The sage grouse is known for its extremely complex mating rituals.
(Mirror Daily, United States) – Several environmental groups aren’t pleased with current grouse conservation plans. According to their representatives, the programs feature loopholes that allow every state to engage in activities that favor the economy more than the land bird.
Apart from being on the label of a popular brand of Scotch whiskey, the Centrocercus urophasianus, or as most people know it, the sage grouse, is mostly known for its complicated mating rituals. As the common name suggests it, the grouse likes to build its nest around sage bushes and also feast on its seeds.
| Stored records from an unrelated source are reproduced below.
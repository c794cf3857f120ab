use std::collections::BTreeMap;

use crate::models::{ClassifiedItem, GeoSummaryRow};

/// Rolls classified items up into one row per geography, ordered by label.
#[derive(Debug, Default)]
pub struct GeoAggregator;

impl GeoAggregator {
    pub fn new() -> Self {
        Self
    }

    pub fn aggregate(&self, items: &[ClassifiedItem]) -> Vec<GeoSummaryRow> {
        let mut rows: BTreeMap<&str, GeoSummaryRow> = BTreeMap::new();

        for item in items {
            rows.entry(item.geo.as_str())
                .or_insert_with(|| GeoSummaryRow::new(item.geo.as_str()))
                .record(item);
        }

        rows.into_values().collect()
    }
}

#[cfg(test)]
mod tests {
    use super::*;

    fn item(geo: &str, is_learning: bool, is_waiting: bool) -> ClassifiedItem {
        ClassifiedItem {
            name: format!("{}-{}-{}", geo, is_learning, is_waiting),
            geo: geo.to_string(),
            status_text: "s".to_string(),
            is_learning,
            is_waiting,
        }
    }

    #[test]
    fn test_empty_input_gives_empty_summary() {
        assert!(GeoAggregator::new().aggregate(&[]).is_empty());
    }

    #[test]
    fn test_counts_per_geo_in_label_order() {
        let rows = GeoAggregator::new().aggregate(&[
            item("US", true, false),
            item("EU", false, true),
            item("US", true, false),
            item("EU", true, true),
            item("EU", false, false),
        ]);

        assert_eq!(rows.len(), 2);

        assert_eq!(rows[0].geo, "EU");
        assert_eq!(rows[0].learning_count, 1);
        assert_eq!(rows[0].waiting_count, 2);
        assert_eq!(rows[0].total_count, 3);
        assert_eq!(rows[0].item_count, 3);

        assert_eq!(rows[1].geo, "US");
        assert_eq!(rows[1].learning_count, 2);
        assert_eq!(rows[1].waiting_count, 0);
        assert_eq!(rows[1].total_count, 2);
        assert_eq!(rows[1].item_count, 2);
    }

    #[test]
    fn test_counts_match_item_flags() {
        let items = vec![
            item("EU", true, true),
            item("KZ", false, true),
            item("KZ", true, false),
            item("EU", false, false),
        ];
        let rows = GeoAggregator::new().aggregate(&items);

        for row in &rows {
            let learning = items
                .iter()
                .filter(|i| i.geo == row.geo && i.is_learning)
                .count() as u64;
            let waiting = items
                .iter()
                .filter(|i| i.geo == row.geo && i.is_waiting)
                .count() as u64;
            assert_eq!(row.learning_count, learning);
            assert_eq!(row.waiting_count, waiting);
        }
    }
}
The land bird is usually found in the western parts of the United States and southern Saskatchewan and Alberta, Canada. Due to increased habitat loss, the sage grouse in now listed as near threatened by a number of international and national organizations.
This is the primary reason why environmental groups aren’t pleased with current grouse conservation plans. They feel like every state tried to introduce a sort of loophole in the bill that was designed to protect the natural habitat of the sage-loving bird.
For example, a spokesperson if the Guardians of the Wild Earth association, Erik Molvar, denounced Wyoming for intentionally creating loopholes that favor the exploitation of gas and oil, Nevada for geothermal power and Oregon for wind farms. Also, every state permitted the intentional creation of a gap that allows transmission projects.
The Interior Department doesn’t agree with the environmental association claiming that each new governmental rule was crafted individually and in partnership with local and state authorities.
Some individuals are beginning to contest the contestations of the environmentalists claiming that they are much too focused on a bird species that is not even endangered, and forgetting that each state has to provide energy and jobs for its inhabitants. This only served to enrage the groups even more.
Moreover, the activists didn’t just sue the Obama administration and every local and state authority, but the United States Wildlife and Fish Association, as well. They are claiming that the association exaggerated the estimates of wild sage grouse populations and ignored the threats that the land birds are facing.
A spokesman for the US Wildlife and Fish Association, Scott Flaherty, declared that he is not able to comment on the litigations, but that the service did analyze the necessity of a major conservation plan for the sage grouse and deemed it unnecessary.
But the environmental groups aren’t pleased with current grouse conservation plans and they are suing everybody in their path to make that clear.